• Aim of the task
Lines with the word "PathBuf" in them must be copied from the records below.
Segment Open
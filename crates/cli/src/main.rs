use std::io::Read;
use std::path::{Path, PathBuf};
use std::sync::Arc;
use std::time::Duration;

use anyhow::{Context, Result};
use assist::{Collaborators, EnrichedResult, KeywordIndex};
use clap::{Parser, Subcommand};
use diagnostics::{RackConfig, RackTables};
use serde::Serialize;
use sim::{PartialReadings, SensorSnapshot};
use tracing_subscriber::{layer::SubscriberExt, util::SubscriberInitExt};

const NO_FAULT: &str = "none";
const DEFAULT_LOG_FILTER: &str = "rack_fault_sim=info,diagnostics=info,assist=info";

#[derive(Parser, Debug)]
#[command(
    name = "rack-fault-sim",
    version,
    about = "Refrigeration rack fault simulator for technician training"
)]
struct Args {
    /// JSON file replacing the built-in ranges, faults, thresholds and rules
    #[arg(long, env = "RACK_SIM_CONFIG", global = true)]
    config: Option<PathBuf>,

    /// JSON list of manual sections used to look up references
    #[arg(long, env = "RACK_SIM_MANUALS", global = true)]
    manuals: Option<PathBuf>,

    /// Upper bound for each collaborator call, in milliseconds
    #[arg(long, default_value_t = 2000, global = true)]
    collaborator_timeout_ms: u64,

    /// Maximum manual sections retrieved per diagnosis
    #[arg(long, default_value_t = 5, global = true)]
    search_limit: usize,

    /// Pretty-print each JSON object instead of one per line
    #[arg(long, global = true)]
    pretty: bool,

    #[command(subcommand)]
    command: Command,
}

#[derive(Subcommand, Debug)]
enum Command {
    /// Generate normal snapshots, inject a fault and diagnose each one
    Simulate {
        /// Fault archetype to inject, or "none"
        #[arg(long, default_value = NO_FAULT)]
        fault: String,

        /// Number of independent snapshots
        #[arg(long, default_value_t = 1)]
        steps: u64,

        /// RNG seed for deterministic runs; omitted seeds from entropy
        #[arg(long)]
        seed: Option<u64>,
    },

    /// Diagnose sensor readings from a JSON file ("-" reads stdin)
    Diagnose {
        #[arg(long, default_value = "-")]
        input: PathBuf,

        /// Evaluate incomplete readings instead of rejecting them
        #[arg(long)]
        tolerate_missing: bool,
    },

    /// List the fault archetypes
    Faults,
}

#[derive(Serialize)]
struct TraceRow<'a> {
    step: u64,
    fault: &'a str,
    snapshot: &'a SensorSnapshot,
    #[serde(flatten)]
    outcome: EnrichedResult,
}

#[tokio::main]
async fn main() -> Result<()> {
    dotenvy::dotenv().ok();

    tracing_subscriber::registry()
        .with(
            tracing_subscriber::EnvFilter::try_from_default_env()
                .unwrap_or_else(|_| DEFAULT_LOG_FILTER.into()),
        )
        .with(tracing_subscriber::fmt::layer().with_writer(std::io::stderr))
        .init();

    let args = Args::parse();

    let tables = load_tables(args.config.as_deref())?;
    let collaborators = load_collaborators(args.manuals.as_deref(), args.collaborator_timeout_ms, args.search_limit)?;

    match &args.command {
        Command::Simulate { fault, steps, seed } => {
            simulate(&tables, &collaborators, fault, *steps, *seed, args.pretty).await
        }
        Command::Diagnose { input, tolerate_missing } => {
            diagnose(&tables, &collaborators, input, *tolerate_missing, args.pretty).await
        }
        Command::Faults => {
            for archetype in tables.catalog().iter() {
                emit(archetype, args.pretty)?;
            }
            Ok(())
        }
    }
}

fn load_tables(path: Option<&Path>) -> Result<RackTables> {
    let Some(path) = path else {
        tracing::info!("using built-in rack tables");
        return Ok(RackTables::default());
    };
    let tables = RackConfig::load(path)
        .and_then(RackConfig::into_tables)
        .with_context(|| format!("invalid rack configuration {}", path.display()))?;
    Ok(tables)
}

fn load_collaborators(manuals: Option<&Path>, timeout_ms: u64, search_limit: usize) -> Result<Collaborators> {
    let mut collaborators = Collaborators::default()
        .with_timeout(Duration::from_millis(timeout_ms))
        .with_search_limit(search_limit);
    if let Some(path) = manuals {
        let index = KeywordIndex::load(path).context("failed to load manual sections")?;
        tracing::info!(sections = index.len(), "manual index loaded");
        collaborators = collaborators.with_search(Arc::new(index));
    }
    Ok(collaborators)
}

async fn simulate(
    tables: &RackTables,
    collaborators: &Collaborators,
    fault: &str,
    steps: u64,
    seed: Option<u64>,
    pretty: bool,
) -> Result<()> {
    let injector = tables.injector();
    if fault != NO_FAULT {
        injector.catalog().get(fault)?;
    }

    let mut generator = match seed {
        Some(seed) => tables.generator(seed),
        None => tables.generator_from_entropy(),
    };
    let engine = tables.engine();

    for step in 0..steps {
        let baseline = generator.generate_normal();
        let snapshot = if fault == NO_FAULT {
            baseline
        } else {
            injector.inject(&baseline, fault)?
        };

        let result = engine.diagnose(&snapshot);
        let outcome = collaborators.enrich(&PartialReadings::from(&snapshot), result).await;

        emit(
            &TraceRow {
                step,
                fault,
                snapshot: &snapshot,
                outcome,
            },
            pretty,
        )?;
    }

    Ok(())
}

async fn diagnose(
    tables: &RackTables,
    collaborators: &Collaborators,
    input: &Path,
    tolerate_missing: bool,
    pretty: bool,
) -> Result<()> {
    let raw = read_input(input)?;
    let readings: PartialReadings = serde_json::from_str(&raw).context("failed to parse sensor readings")?;
    let engine = tables.engine();

    let result = if tolerate_missing {
        let missing = missing_keys(&readings);
        if !missing.is_empty() {
            tracing::warn!(?missing, "evaluating incomplete readings");
        }
        engine.diagnose(&readings)
    } else {
        let snapshot = SensorSnapshot::try_from(readings.clone())?;
        engine.diagnose(&snapshot)
    };

    let outcome = collaborators.enrich(&readings, result).await;
    emit(&outcome, pretty)
}

/// Input field names of the readings that are absent or not finite.
fn missing_keys(readings: &PartialReadings) -> Vec<&'static str> {
    readings.missing().into_iter().map(|s| s.key()).collect()
}

fn read_input(input: &Path) -> Result<String> {
    if input == Path::new("-") {
        let mut raw = String::new();
        std::io::stdin().read_to_string(&mut raw).context("failed to read stdin")?;
        return Ok(raw);
    }
    std::fs::read_to_string(input).with_context(|| format!("failed to read {}", input.display()))
}

fn emit<T: Serialize>(value: &T, pretty: bool) -> Result<()> {
    let line = if pretty {
        serde_json::to_string_pretty(value)?
    } else {
        serde_json::to_string(value)?
    };
    println!("{line}");
    Ok(())
}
Segment Closed
• Exercise result
use std::path::{Path, PathBuf};
    config: Option<PathBuf>,
    manuals: Option<PathBuf>,
        input: PathBuf,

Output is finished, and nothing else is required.